Ah doğru ya. Benim yapmayı sevdiğim birşey yoktu. Olmayan bir şeyi düşünmek saçma olabilirdi. Yapabileceğim bir şey yoktu. Gözlerimi tekrar fayanslara dikip zihnimin o günlere gitmesine izin verdim.

14 mayıs 2013

Soyunma odasının kapısını açtığımda kimse yoktu. Yine sona kalmıştım. Üzerimdeki formamı çıkartıp eşorfmanlarımı üzerime geçirdim. Tam formalarımı poşete koyarken kapı açıldı. Beden eğitimi öğretmenimiz Murat hoca bana tuhaf tuhaf bakmaya başladı. O an giyinmiş olduğuma şükrettim.
"Hocam" diyebildim yarım yamalak. Murat hoca tuhaf bakışlarını düzelterek
"Hadi kızım çabuk ol. Yoklama alacağım," dedikten sonra çıktı. Formalarımı poşete koyduktan sonra giyinme odasından çıkarak bahçeye doğru koştum. Ama bizim sınıftan tek tük kişi vardı. Yoklama alınacaktı hani? Kafamı çevirdiğimde Murat hoca koşar adımlar ile yanımıza geliyordu.
"Haydi gençler sıraya!" dedikten sonra karşımıza geçti ve yoklama almaya başladı. Yoklama alındıktan sonra basketboll potasının karşısında sıraya geçtik. Sırayla turnike yapıyorduk. Biraz bekledikten sonra sıra bana gelmişti. Topu elime alarak potaya doğru ilerlemeye başladım. Tam potanın oraya gelmiştim ki
"Rüya yanlış yapıyorsun!" dedi Murat hoca. Arkamı dönüp Murat hocaya baktım. Eliyle 'gel' işareti yaptı. Yanına gidip
"Hacam nasıl yanlış? Ben iki sene basketbol kursuna gittim, böyle öğrettiler." dedim.
"Öğretememişler demekki. Bak kollarını ve bacaklarını şöyle tut başlarken," dedi hareketi göstererek. Dedigini yaptım.
"Olmuyor" dedi ve kollarımı tutarak düzeltti. Tam bacaklarıma dokunacağı sırada geri çekildim.
"Tamam hocam, anladım." diyerek tekrar turnike yapıp yerime geçtim.
"Ne iş?" dedi Gökçe.
"Ne ne iş?" dedim kaşlarımı kaldırarak.
"Bu hoca sana biraz fazla ilgili. Hemde okulun başından beri. Kızım daha 16 yaşındayız." dedi imalı bir sesle.
"Biliyorum. O yüzden uzak durmaya çalışıyorum." dedim. Murat hocaya baktığımda bizim tarafa bakıyordu. Benim baktığımı fark edince bakışlarını geri aldı. Daha yeni mezun olmuştu ve ilk bizim okula gelmişti. Bizim okuldaki kızların yarısı hayrandı Murat hocaya. Ama benim umrumda değildi. Sıradan bir hocaydı işte. Diğerleri gibi bir öğretmene platonik olacak kadar aptal değildim neyseki. Düşünmeyi bırakıp kızlar ile birlikte voleybol oynamaya gittim.

---

Beden dersinin sonlarına doğru kantine gidip bir hamburger aldım ve yemeye başladım. Hamburgerimin yarısına bile gelmemişken Gökçe yanıma geldi.
"Rüya, hoca giyinmemizi söyledi haydi." dedi.
"Tamam siz gidin ben de şunu bitirip geliyorum," dedin. Hamburgerime devam ettim ve bir süre sonra bitirmiştim.

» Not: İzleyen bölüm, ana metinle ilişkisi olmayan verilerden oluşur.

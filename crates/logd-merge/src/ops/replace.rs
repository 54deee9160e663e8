// SPDX-License-Identifier: Apache-2.0
// © James Ross Ω FLYING•ROBOTS <https://github.com/flyingrobots>
//! `!replace`: patch child is `{from, to}`; require `target == from`, set `to`
//! (spec.md §4.B).

use crate::MergeError;
use logd_node::{Node, Value};

/// Require the current value to equal `from` before replacing it with `to`.
/// This is the precondition primitive every compare-and-swap-style write in
/// the transaction layer (`logd-txn`) builds on.
///
/// # Errors
/// [`MergeError::MissingField`] if either key is absent; [`MergeError::PreconditionFailed`]
/// if `target != from`.
pub fn patch(target: &Node, patch_node: &Node) -> Result<Node, MergeError> {
    let from = patch_node
        .value
        .object_get("from")
        .ok_or(MergeError::MissingField("from"))?;
    let to = patch_node
        .value
        .object_get("to")
        .ok_or(MergeError::MissingField("to"))?;
    if target != from {
        return Err(MergeError::PreconditionFailed(format!(
            "expected {from:?}, found {target:?}"
        )));
    }
    Ok(to.clone())
}

#[cfg(test)]
#[allow(clippy::unwrap_used, clippy::expect_used)]
mod tests {
    use super::*;
    use logd_node::Tag;

    fn replace_node(from: Node, to: Node) -> Node {
        Node::new(Value::Object(vec![("from".into(), from), ("to".into(), to)])).with_tag(Tag::single("replace"))
    }

    #[test]
    fn matching_from_replaces() {
        let target = Node::new(Value::Bool(true));
        let p = replace_node(Node::new(Value::Bool(true)), Node::new(Value::Bool(false)));
        assert_eq!(patch(&target, &p).unwrap(), Node::new(Value::Bool(false)));
    }

    #[test]
    fn mismatched_from_fails() {
        let target = Node::new(Value::Bool(true));
        let p = replace_node(Node::new(Value::Bool(false)), Node::new(Value::Bool(false)));
        assert!(matches!(patch(&target, &p), Err(MergeError::PreconditionFailed(_))));
    }

    #[test]
    fn missing_field_errors() {
        let target = Node::null();
        let p = Node::new(Value::Object(vec![("from".into(), Node::null())])).with_tag(Tag::single("replace"));
        assert!(matches!(patch(&target, &p), Err(MergeError::MissingField("to"))));
    }
}
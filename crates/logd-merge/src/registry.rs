// SPDX-License-Identifier: Apache-2.0
// © James Ross Ω FLYING•ROBOTS <https://github.com/flyingrobots>
//! The tag-name → operation registry (spec.md §4.B, §9).
//!
//! Built-ins are seeded once at process start. The registry stays open for
//! `!pipe`-style user extension; spec.md §9 documents that registration
//! after server start is undefined, so [`register`] is a startup-time API,
//! not a runtime one.

use crate::{ops, MergeError};
use logd_node::Node;
use once_cell::sync::Lazy;
use std::collections::HashMap;
use std::sync::RwLock;

/// A patch operation: `(target, patch-node) -> new document`.
pub type PatchOp = fn(&Node, &Node) -> Result<Node, MergeError>;
/// A match operation: `(document, match-node) -> bool`.
pub type MatchOp = fn(&Node, &Node) -> Result<bool, MergeError>;

/// A registered tag's operation pair. Most tags implement only one of
/// `match`/`patch` (spec.md §4.B table); both fields are `Option` so the
/// registry can represent that without a sentinel "always fails" function.
#[derive(Clone, Copy)]
pub struct MergeOp {
    /// The patch implementation, if this tag is a patch operation.
    pub patch: Option<PatchOp>,
    /// The match implementation, if this tag is a match operation.
    pub r#match: Option<MatchOp>,
}

static REGISTRY: Lazy<RwLock<HashMap<&'static str, MergeOp>>> = Lazy::new(|| RwLock::new(builtins()));

fn builtins() -> HashMap<&'static str, MergeOp> {
    let mut m = HashMap::new();
    m.insert("insert", MergeOp { patch: Some(ops::insert::patch), r#match: None });
    m.insert("delete", MergeOp { patch: Some(ops::delete::patch), r#match: None });
    m.insert("replace", MergeOp { patch: Some(ops::replace::patch), r#match: None });
    m.insert("arraydiff", MergeOp { patch: Some(ops::arraydiff::patch), r#match: None });
    m.insert("key", MergeOp { patch: Some(ops::key::patch), r#match: None });
    m.insert("dive", MergeOp { patch: Some(ops::dive::patch), r#match: None });
    m.insert("pipe", MergeOp { patch: Some(ops::pipe::patch), r#match: None });
    m.insert("strdiff", MergeOp { patch: Some(ops::strdiff::patch), r#match: None });
    m.insert("unquote", MergeOp { patch: Some(ops::unquote::patch), r#match: None });
    m.insert("pass", MergeOp { patch: Some(ops::pass::patch), r#match: Some(ops::pass::match_doc) });
    m.insert("and", MergeOp { patch: None, r#match: Some(ops::combinators::match_and) });
    m.insert("or", MergeOp { patch: None, r#match: Some(ops::combinators::match_or) });
    m.insert("not", MergeOp { patch: None, r#match: Some(ops::combinators::match_not) });
    m.insert("glob", MergeOp { patch: None, r#match: Some(ops::glob::match_doc) });
    m.insert("tag", MergeOp { patch: None, r#match: Some(ops::combinators::match_tag) });
    m.insert("subtree", MergeOp { patch: None, r#match: Some(ops::combinators::match_subtree) });
    m.insert("let", MergeOp { patch: None, r#match: Some(ops::let_binding::match_doc) });
    m
}

/// Look up the operation registered for tag head `name`.
#[must_use]
pub fn lookup(name: &str) -> Option<MergeOp> {
    #[allow(clippy::expect_used)]
    REGISTRY.read().expect("registry lock poisoned").get(name).copied()
}

/// Register (or replace) the operation for tag head `name`.
///
/// Intended for startup-time extension only (spec.md §9); calling this
/// concurrently with in-flight `patch`/`match_doc` calls is unsupported.
pub fn register(name: &'static str, op: MergeOp) {
    #[allow(clippy::expect_used)]
    REGISTRY.write().expect("registry lock poisoned").insert(name, op);
}

#[cfg(test)]
#[allow(clippy::unwrap_used, clippy::expect_used)]
mod tests {
    use super::*;

    #[test]
    fn builtins_are_registered() {
        for name in ["insert", "delete", "replace", "pass", "glob", "and"] {
            assert!(lookup(name).is_some(), "{name} should be registered");
        }
    }

    #[test]
    fn unregistered_tag_is_none() {
        assert!(lookup("definitely-not-a-tag").is_none());
    }
}
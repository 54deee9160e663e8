// SPDX-License-Identifier: Apache-2.0
// © James Ross Ω FLYING•ROBOTS <https://github.com/flyingrobots>
//! Config service and storage port (spec.md §6 "Configuration").

use serde::{de::DeserializeOwned, Serialize};
use thiserror::Error;

/// Storage port for raw config blobs (keyed by logical name).
pub trait ConfigStore {
    /// Load a raw config blob. Returns `NotFound` when missing.
    fn load_raw(&self, key: &str) -> Result<Vec<u8>, ConfigError>;
    /// Persist a raw config blob.
    fn save_raw(&self, key: &str, data: &[u8]) -> Result<(), ConfigError>;
}

/// Error type for config operations.
#[derive(Debug, Error)]
pub enum ConfigError {
    /// Key not present in store.
    #[error("not found")]
    NotFound,
    /// I/O error while reading/writing.
    #[error("io error: {0}")]
    Io(#[from] std::io::Error),
    /// Serialization/deserialization failure.
    #[error("serde error: {0}")]
    Serde(#[from] serde_json::Error),
    /// Catch-all error variant.
    #[error("other: {0}")]
    Other(String),
}

/// Thin service that serializes config values and delegates storage to a `ConfigStore`.
pub struct ConfigService<S> {
    store: S,
}

impl<S> ConfigService<S> {
    /// Create a new service using the given store.
    pub fn new(store: S) -> Self {
        Self { store }
    }

    /// Consume the service and return the inner store.
    pub fn into_inner(self) -> S {
        self.store
    }
}

impl<S> ConfigService<S>
where
    S: ConfigStore,
{
    /// Load and deserialize a config value for `key`. Returns `Ok(None)` if missing.
    pub fn load<T>(&self, key: &str) -> Result<Option<T>, ConfigError>
    where
        T: DeserializeOwned,
    {
        match self.store.load_raw(key) {
            Ok(bytes) => {
                if bytes.is_empty() {
                    return Ok(None);
                }
                let value = serde_json::from_slice(&bytes)?;
                Ok(Some(value))
            }
            Err(ConfigError::NotFound) => Ok(None),
            Err(e) => Err(e),
        }
    }

    /// Serialize and persist a config value for `key`.
    pub fn save<T>(&self, key: &str, value: &T) -> Result<(), ConfigError>
    where
        T: Serialize,
    {
        let data = serde_json::to_vec_pretty(value)?;
        self.store.save_raw(key, &data)
    }
}
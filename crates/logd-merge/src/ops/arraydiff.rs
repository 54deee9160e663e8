// SPDX-License-Identifier: Apache-2.0
// © James Ross Ω FLYING•ROBOTS <https://github.com/flyingrobots>
//! `!arraydiff`: patch child is a sparse-index map; apply a sub-patch at each
//! index, leaving untouched indices alone (spec.md §4.B).

use crate::MergeError;
use logd_node::{Node, Value};

/// `target` must be a dense array; `patch_node`'s value must be a sparse
/// array whose keys are treated as indices into `target`. Indices
/// out-of-range (negative is unrepresentable in `u32`, so "negative" reduces
/// to "unknown" here) fail, matching spec.md's "negative or unknown indices
/// fail".
pub fn patch(target: &Node, patch_node: &Node) -> Result<Node, MergeError> {
    let Value::Array(items) = &target.value else {
        return Err(MergeError::TypeMismatch {
            expected: "array",
            found: target.value.kind_name(),
        });
    };
    let Value::Sparse(edits) = &patch_node.value else {
        return Err(MergeError::TypeMismatch {
            expected: "sparse index map",
            found: patch_node.value.kind_name(),
        });
    };
    // Indices in `edits` address `items` in its original shape, but removing
    // an element shifts every later index. Apply in-place patches first,
    // then deletions in descending order so earlier indices stay valid.
    let mut result = items.clone();
    for (index, sub_patch) in edits {
        let idx = *index as usize;
        if idx >= result.len() {
            return Err(MergeError::ArgError(format!("index {index} out of range")));
        }
        if sub_patch.tag_head() != Some("delete") {
            result[idx] = crate::patch(&result[idx], sub_patch)?;
        }
    }
    for (index, sub_patch) in edits.iter().rev() {
        if sub_patch.tag_head() == Some("delete") {
            result.remove(*index as usize);
        }
    }
    Ok(Node::new(Value::Array(result)))
}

Kantinden çıkıp okula girdim ve soyunma odasına gittim. Köşede duran poşetimi elime aldım. Tam tişötümü çıkartacakken kapı açıldı. Son anda tişörtümü geri indirdim. Gelen Murat hocaydı.
"Hacam ne işiniz var burada?" dedim şaşkınlıkla. O ise ilerleyip karşımdaki sandalyeye kuruldu.
"Sorun yok sen giyinebilirsin." dedi bana bakarak.
"Neyden bahsediyorsunuz siz?" dedim hem şaşkın hem de sinirli bir ses tonu ile.
"Çıkar mısınız?" dedim tekrar. Murat hoca kollarını göğsünde birleştirdi.
"Bana ne yapacağımı söyleyemezsin küçük hanım," dedi ukalaca.
"Peki o zaman bende lavobo da giyinirim!" dedim poşetimi elime alarak. Kapıya doğru ilerliyordum ki Murat hoca yerinden kalkıp kolumu tuttu.
"Gitmiyorsun." dedi. Şaşkınca hocaya baktım. Gitmiyorsun da ne demek?
"Ne diyorsunuz siz?" dedim korku dolu bir ses tonu ile.
"Gitmiyorsun dedim!" dedi. Kolumu çekiştirerek
"Bırakın beni!" dedim. O ise beni yere savurdu. Kafamı dolaba çarpmıştım. Sızlayan yere elimi değdirdiğimde elime sıcak bir sıvı gelmişti. Kan. Tekrar korku dolu bakışlarımı Murat hocaya çevirdim
"Hocam neden böyl-" diyordum ki lafımı yarıda kesip
"Ne hocası lan!" diye bağırdı. Zaten korkuyordum. Bir de onun bağırması korkuma tuz biber ekmişti.
"Çok güzelsin. Okulun başından beri gözüm üstünde. Hep bu anı bekledim. Şimdi benim olacaksın. Sonsuza dek..." dedi iğrenç bir ses tonu ile. Üzerindeki hırkayı çıkartıp üzerime doğru geldi. Sürünerek kaçmaya çalıştım. Ama ayağımdan tutup beni kendine çekti. Çok geçmeden dudaklarını boynuma gömdü. Ağlayarak saçından tutup onu uzaklaştırmaya çalıştım.
"Yapma!" dedim ağlayarak.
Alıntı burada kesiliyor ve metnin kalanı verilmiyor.